:: Work request ::
From the listing below, work out the number of lines containing "TurnMessage" and give that number without comment.
----
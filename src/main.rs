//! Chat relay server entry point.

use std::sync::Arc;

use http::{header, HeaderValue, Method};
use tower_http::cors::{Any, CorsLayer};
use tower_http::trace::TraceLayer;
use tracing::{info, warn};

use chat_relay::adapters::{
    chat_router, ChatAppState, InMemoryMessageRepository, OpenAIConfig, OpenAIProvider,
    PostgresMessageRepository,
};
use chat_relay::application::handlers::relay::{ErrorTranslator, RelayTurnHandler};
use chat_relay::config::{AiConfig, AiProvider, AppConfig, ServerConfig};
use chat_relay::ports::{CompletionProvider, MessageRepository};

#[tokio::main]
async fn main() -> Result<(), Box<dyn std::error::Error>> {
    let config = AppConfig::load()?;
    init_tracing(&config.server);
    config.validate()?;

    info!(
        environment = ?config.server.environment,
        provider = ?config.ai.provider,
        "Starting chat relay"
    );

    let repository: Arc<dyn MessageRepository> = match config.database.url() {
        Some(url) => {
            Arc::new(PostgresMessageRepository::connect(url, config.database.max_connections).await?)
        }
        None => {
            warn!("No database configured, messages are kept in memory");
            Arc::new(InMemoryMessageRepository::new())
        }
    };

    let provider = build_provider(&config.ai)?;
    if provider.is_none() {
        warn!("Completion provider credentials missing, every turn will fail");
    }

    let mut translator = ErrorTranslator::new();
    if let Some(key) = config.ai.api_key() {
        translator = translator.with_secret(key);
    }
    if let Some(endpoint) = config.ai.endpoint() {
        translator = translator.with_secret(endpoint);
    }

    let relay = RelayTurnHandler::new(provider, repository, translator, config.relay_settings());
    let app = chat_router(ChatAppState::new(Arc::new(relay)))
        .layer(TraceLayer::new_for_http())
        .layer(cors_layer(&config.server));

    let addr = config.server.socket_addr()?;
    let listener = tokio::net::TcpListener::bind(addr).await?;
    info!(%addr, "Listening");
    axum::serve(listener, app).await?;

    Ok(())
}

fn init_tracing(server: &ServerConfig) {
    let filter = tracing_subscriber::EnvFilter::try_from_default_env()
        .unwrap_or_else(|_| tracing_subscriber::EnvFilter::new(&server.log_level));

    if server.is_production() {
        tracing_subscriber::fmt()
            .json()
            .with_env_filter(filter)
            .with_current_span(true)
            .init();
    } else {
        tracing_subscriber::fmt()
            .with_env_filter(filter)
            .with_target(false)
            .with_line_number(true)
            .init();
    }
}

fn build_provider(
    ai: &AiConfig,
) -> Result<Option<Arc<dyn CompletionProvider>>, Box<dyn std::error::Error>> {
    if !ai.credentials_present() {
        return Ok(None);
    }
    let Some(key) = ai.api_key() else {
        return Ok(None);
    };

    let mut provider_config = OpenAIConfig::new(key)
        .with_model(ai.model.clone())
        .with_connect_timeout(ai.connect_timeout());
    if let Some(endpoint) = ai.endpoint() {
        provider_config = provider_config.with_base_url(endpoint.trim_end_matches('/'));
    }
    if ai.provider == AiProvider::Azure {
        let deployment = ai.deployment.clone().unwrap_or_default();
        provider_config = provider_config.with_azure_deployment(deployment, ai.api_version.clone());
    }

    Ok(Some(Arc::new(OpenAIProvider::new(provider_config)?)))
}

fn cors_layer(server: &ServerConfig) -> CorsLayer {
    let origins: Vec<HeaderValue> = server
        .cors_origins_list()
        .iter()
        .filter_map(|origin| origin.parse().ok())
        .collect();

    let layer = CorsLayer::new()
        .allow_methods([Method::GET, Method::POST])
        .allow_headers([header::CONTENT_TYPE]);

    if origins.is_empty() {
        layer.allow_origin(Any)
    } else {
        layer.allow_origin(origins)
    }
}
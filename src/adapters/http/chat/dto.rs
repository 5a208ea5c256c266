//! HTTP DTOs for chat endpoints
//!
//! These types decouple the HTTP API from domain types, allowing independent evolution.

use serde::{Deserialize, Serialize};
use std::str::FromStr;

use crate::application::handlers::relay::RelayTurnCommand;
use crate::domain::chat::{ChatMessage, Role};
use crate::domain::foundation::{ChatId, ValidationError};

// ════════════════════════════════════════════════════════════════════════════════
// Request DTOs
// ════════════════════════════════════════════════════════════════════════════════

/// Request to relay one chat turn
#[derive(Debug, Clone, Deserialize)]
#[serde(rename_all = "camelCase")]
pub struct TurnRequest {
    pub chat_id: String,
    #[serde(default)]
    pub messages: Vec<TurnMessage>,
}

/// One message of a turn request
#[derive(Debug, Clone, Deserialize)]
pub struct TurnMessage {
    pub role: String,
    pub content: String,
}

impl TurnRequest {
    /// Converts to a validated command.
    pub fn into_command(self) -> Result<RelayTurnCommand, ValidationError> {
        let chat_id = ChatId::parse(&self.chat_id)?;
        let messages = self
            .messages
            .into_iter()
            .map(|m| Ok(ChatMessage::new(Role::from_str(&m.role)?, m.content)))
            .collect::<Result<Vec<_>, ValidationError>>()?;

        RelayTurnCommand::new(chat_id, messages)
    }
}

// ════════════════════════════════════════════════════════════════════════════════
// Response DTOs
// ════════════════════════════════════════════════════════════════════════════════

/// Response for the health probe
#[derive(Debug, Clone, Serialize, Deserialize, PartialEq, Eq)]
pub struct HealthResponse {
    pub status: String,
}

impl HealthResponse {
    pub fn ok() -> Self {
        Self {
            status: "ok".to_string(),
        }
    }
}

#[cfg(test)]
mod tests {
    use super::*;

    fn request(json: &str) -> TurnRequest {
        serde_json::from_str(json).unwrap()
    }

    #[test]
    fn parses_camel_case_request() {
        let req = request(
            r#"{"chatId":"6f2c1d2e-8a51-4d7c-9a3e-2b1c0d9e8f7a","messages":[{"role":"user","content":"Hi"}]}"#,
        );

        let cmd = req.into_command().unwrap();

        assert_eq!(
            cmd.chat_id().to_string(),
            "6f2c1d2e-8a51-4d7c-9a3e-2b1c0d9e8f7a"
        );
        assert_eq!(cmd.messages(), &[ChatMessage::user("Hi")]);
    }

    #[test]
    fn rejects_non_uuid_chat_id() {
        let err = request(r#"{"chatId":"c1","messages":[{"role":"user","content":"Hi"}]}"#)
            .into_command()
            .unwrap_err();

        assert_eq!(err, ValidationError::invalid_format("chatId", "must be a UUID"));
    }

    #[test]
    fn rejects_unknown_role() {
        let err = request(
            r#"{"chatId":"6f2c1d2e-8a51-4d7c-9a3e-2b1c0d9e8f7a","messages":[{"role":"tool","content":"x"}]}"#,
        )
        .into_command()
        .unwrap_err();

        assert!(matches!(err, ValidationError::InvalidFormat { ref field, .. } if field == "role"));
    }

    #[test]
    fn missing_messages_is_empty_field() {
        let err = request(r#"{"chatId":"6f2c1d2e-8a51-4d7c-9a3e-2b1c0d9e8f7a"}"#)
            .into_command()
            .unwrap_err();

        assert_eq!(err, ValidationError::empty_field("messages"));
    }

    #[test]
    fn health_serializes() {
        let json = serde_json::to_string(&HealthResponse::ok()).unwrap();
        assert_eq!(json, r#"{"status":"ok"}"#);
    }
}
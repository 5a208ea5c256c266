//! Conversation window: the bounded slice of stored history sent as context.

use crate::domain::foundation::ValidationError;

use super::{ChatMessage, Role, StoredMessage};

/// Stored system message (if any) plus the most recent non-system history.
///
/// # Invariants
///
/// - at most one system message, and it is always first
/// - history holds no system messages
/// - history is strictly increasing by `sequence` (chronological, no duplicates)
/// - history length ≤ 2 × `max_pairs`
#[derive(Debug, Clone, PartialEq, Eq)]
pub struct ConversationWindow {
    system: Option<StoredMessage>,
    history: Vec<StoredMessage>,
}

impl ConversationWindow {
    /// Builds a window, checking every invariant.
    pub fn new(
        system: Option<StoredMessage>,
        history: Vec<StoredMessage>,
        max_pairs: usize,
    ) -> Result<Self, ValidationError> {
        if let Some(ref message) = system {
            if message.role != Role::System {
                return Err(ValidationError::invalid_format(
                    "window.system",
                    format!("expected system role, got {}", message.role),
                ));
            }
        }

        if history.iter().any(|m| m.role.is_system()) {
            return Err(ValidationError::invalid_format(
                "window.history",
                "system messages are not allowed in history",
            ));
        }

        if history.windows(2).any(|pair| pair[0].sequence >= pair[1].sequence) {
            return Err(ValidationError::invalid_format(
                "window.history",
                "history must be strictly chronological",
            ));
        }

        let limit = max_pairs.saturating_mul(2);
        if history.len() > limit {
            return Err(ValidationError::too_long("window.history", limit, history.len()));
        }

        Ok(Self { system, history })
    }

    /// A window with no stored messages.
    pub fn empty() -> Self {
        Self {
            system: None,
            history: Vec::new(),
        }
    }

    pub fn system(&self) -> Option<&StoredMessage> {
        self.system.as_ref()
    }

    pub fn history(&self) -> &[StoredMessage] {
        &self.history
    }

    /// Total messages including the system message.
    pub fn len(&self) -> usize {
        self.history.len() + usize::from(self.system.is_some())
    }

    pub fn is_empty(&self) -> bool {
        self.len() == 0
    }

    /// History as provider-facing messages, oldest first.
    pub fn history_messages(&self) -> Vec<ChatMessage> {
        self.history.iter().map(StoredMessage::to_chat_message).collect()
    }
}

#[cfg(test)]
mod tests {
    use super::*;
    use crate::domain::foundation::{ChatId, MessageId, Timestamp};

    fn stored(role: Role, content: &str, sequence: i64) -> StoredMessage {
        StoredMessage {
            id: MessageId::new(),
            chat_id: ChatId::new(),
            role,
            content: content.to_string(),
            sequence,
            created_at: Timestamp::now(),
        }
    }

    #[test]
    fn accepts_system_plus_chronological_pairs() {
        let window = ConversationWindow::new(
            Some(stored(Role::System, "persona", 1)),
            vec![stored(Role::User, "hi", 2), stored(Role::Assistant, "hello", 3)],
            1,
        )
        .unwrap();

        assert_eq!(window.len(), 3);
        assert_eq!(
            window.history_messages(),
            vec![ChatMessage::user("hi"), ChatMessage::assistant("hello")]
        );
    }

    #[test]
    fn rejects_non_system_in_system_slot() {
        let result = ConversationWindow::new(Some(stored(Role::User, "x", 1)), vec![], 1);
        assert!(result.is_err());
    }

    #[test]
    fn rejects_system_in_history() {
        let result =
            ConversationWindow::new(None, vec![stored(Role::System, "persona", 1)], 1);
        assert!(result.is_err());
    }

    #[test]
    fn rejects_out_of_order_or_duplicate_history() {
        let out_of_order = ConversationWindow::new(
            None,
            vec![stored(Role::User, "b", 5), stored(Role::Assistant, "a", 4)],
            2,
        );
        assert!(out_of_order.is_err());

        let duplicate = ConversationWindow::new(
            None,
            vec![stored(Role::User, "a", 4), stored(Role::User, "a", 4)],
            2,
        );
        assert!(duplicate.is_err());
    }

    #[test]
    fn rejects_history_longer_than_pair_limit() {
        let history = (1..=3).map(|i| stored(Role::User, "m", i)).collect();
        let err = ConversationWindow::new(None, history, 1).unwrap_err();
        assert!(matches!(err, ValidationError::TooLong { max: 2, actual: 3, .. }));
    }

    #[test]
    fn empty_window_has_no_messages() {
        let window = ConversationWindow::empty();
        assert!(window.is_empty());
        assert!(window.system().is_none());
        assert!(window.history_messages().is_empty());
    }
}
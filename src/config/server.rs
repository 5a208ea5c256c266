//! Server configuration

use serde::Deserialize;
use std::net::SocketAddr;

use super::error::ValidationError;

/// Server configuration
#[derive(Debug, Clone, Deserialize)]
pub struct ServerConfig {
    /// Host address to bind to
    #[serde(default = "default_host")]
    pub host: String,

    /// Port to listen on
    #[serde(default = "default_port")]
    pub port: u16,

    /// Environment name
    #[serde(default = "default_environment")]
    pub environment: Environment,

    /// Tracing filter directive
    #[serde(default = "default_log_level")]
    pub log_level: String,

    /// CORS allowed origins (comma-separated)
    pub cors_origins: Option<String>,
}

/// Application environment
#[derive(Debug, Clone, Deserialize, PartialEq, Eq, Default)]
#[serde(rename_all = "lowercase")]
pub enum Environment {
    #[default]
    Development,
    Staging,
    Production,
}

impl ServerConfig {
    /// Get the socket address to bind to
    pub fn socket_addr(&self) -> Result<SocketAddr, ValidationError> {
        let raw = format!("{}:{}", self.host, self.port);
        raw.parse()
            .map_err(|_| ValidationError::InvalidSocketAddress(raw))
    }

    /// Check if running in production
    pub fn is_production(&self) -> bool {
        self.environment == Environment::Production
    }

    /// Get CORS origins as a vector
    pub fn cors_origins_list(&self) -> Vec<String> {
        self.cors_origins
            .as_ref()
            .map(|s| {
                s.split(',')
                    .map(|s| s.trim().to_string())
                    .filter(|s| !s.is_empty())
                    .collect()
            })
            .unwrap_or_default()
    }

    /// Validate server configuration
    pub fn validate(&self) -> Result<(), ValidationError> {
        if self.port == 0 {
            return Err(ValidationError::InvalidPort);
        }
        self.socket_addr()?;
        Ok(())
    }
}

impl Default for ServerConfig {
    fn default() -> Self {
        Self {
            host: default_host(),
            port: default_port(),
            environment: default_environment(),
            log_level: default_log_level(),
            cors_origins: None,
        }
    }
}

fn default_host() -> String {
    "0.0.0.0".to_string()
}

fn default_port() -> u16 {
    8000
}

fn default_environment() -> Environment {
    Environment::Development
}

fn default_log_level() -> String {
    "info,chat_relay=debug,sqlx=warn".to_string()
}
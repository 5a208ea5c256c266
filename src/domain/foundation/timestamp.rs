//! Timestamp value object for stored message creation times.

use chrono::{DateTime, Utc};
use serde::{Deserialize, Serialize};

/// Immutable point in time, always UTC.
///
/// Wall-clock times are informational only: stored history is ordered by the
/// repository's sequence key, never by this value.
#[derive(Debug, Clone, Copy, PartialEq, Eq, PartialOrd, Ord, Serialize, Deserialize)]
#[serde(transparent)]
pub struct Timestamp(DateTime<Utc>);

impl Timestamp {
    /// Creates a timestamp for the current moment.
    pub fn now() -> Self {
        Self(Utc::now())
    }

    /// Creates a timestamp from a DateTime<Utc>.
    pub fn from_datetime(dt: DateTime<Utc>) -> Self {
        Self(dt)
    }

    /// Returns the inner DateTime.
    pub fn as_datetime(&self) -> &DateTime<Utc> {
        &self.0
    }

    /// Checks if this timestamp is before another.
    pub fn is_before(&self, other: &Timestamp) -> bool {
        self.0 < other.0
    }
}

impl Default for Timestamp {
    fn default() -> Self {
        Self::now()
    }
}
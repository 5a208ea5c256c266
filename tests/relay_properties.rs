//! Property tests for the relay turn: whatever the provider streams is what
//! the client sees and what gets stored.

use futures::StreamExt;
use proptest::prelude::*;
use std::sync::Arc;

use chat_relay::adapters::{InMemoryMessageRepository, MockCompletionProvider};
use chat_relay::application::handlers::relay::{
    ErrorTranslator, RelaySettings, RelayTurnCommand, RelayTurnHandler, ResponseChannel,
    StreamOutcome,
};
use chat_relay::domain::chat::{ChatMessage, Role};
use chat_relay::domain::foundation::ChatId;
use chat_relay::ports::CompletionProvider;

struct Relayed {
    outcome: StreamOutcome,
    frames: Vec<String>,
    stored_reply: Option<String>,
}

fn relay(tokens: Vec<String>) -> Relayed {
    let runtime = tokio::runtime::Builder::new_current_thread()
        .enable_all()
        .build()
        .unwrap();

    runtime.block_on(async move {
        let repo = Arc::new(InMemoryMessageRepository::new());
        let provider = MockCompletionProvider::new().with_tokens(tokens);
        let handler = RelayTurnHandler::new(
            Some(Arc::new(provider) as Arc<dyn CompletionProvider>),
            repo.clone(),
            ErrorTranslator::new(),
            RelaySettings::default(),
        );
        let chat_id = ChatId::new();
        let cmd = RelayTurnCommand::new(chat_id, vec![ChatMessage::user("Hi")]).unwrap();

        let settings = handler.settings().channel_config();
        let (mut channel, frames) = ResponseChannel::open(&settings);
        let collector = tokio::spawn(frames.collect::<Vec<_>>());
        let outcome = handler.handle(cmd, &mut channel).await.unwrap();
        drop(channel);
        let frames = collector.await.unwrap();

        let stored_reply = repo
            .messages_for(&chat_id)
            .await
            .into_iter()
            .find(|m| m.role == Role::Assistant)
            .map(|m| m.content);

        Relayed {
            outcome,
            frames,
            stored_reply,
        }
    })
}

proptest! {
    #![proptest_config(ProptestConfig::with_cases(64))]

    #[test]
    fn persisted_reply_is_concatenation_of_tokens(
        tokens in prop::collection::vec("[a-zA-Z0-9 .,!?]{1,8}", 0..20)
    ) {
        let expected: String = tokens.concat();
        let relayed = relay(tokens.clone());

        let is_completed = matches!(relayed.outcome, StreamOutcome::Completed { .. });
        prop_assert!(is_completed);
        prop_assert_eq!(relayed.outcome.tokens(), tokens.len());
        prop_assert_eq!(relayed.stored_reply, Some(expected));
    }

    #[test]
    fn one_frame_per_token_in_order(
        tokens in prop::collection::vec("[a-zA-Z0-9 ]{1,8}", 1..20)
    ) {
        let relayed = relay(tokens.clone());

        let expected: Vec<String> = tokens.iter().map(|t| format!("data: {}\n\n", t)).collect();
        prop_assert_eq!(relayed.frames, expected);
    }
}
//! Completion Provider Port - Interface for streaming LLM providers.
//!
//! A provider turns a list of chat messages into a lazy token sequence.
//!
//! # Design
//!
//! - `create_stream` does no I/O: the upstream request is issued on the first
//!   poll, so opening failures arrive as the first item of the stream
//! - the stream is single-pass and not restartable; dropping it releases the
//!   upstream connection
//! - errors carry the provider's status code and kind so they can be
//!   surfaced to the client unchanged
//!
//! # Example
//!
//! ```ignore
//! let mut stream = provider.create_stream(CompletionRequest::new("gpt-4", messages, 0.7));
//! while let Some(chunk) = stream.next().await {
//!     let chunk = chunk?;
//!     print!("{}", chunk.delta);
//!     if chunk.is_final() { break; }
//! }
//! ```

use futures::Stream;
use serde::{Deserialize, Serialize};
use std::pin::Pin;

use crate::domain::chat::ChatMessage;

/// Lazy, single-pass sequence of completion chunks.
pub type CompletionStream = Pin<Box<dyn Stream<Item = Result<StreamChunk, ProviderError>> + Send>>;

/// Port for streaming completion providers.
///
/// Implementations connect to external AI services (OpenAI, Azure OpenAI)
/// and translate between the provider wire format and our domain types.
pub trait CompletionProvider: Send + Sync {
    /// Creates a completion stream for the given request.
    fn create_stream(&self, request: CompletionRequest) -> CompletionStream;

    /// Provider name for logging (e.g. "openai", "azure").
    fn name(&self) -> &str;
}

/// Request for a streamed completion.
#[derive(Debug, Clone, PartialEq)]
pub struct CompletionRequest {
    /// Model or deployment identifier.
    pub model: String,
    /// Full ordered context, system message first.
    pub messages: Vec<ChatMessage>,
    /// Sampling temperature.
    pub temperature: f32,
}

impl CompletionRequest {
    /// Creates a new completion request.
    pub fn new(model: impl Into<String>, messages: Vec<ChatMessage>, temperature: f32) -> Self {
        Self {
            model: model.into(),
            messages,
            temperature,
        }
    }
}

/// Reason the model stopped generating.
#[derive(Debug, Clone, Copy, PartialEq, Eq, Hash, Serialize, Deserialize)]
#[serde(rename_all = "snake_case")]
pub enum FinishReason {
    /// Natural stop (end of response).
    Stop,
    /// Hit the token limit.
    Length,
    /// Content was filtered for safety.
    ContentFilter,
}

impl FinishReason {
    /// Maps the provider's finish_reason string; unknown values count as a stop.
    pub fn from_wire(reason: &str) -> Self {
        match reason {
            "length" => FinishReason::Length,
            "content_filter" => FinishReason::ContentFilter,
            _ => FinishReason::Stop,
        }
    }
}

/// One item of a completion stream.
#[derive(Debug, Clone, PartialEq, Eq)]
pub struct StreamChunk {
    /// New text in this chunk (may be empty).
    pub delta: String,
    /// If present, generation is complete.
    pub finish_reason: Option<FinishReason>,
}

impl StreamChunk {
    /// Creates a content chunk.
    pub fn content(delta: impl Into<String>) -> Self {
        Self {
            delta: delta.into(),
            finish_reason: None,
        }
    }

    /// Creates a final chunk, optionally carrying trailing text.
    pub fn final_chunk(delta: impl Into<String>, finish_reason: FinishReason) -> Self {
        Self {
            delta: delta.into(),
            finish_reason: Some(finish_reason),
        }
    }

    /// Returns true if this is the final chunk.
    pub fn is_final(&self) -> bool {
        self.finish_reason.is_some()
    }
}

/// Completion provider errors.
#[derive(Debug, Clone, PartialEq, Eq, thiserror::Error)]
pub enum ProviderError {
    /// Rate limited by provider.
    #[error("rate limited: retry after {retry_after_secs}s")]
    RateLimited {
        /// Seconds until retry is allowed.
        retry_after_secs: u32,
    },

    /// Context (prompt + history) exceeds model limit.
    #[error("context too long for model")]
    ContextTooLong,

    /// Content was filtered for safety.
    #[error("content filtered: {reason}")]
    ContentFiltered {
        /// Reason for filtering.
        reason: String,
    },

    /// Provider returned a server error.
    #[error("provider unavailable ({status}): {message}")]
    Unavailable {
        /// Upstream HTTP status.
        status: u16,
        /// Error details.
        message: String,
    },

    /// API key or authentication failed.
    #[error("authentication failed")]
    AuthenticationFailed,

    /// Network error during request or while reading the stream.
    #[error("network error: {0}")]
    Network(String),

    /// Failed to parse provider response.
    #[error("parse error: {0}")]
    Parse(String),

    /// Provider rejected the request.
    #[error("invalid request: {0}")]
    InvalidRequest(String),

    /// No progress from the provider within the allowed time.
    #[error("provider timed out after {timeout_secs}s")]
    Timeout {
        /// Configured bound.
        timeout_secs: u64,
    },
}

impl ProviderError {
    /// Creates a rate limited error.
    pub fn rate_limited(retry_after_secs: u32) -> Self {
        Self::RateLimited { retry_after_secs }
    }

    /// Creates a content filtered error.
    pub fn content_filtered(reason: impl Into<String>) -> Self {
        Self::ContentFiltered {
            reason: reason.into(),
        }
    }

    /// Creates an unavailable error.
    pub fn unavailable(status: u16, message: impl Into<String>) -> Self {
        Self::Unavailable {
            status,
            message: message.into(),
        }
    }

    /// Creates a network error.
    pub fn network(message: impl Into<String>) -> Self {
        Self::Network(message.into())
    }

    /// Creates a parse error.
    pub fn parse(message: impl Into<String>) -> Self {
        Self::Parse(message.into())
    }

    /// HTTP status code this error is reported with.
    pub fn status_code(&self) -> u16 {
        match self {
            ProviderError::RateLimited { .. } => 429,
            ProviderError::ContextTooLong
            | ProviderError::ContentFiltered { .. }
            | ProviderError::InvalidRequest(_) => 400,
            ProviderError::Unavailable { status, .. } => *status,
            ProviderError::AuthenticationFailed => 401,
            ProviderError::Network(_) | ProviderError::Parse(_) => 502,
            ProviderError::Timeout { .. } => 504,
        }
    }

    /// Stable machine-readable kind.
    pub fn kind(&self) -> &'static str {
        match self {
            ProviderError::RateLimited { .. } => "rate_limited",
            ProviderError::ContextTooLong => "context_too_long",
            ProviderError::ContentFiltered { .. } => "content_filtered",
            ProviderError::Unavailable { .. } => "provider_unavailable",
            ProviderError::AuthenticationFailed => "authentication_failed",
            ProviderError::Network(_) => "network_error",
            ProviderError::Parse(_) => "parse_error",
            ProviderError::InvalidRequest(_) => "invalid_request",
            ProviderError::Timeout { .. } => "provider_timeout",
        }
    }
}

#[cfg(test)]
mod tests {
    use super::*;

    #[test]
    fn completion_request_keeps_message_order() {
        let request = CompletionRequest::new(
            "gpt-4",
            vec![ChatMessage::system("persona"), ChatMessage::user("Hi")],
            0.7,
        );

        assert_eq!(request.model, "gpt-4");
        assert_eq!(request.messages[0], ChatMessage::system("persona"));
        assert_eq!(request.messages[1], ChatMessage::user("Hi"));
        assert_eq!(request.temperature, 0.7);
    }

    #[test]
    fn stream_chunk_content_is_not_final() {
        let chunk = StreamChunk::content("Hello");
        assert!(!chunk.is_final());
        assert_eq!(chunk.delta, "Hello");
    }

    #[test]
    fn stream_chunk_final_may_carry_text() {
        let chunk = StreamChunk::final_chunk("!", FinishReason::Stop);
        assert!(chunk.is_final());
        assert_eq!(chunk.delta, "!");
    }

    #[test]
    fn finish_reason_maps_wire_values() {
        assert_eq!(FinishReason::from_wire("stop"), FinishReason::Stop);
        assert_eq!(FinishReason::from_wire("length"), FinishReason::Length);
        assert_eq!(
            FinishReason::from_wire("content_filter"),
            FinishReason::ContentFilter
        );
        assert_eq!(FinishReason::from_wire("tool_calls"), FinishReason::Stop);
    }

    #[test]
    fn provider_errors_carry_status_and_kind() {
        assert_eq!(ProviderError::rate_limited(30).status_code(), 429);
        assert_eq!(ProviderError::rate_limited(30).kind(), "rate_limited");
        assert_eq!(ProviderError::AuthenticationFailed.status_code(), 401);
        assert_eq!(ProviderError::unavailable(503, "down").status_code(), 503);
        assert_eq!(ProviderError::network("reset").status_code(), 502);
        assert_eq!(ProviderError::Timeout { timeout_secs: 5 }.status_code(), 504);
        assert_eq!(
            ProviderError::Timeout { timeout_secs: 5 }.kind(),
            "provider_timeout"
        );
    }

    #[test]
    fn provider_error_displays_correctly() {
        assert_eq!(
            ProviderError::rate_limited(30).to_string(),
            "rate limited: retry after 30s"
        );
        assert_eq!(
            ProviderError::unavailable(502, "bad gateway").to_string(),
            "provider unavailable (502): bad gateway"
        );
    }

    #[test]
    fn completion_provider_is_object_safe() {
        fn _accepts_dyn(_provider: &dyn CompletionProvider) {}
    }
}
----
:: Response area ::
2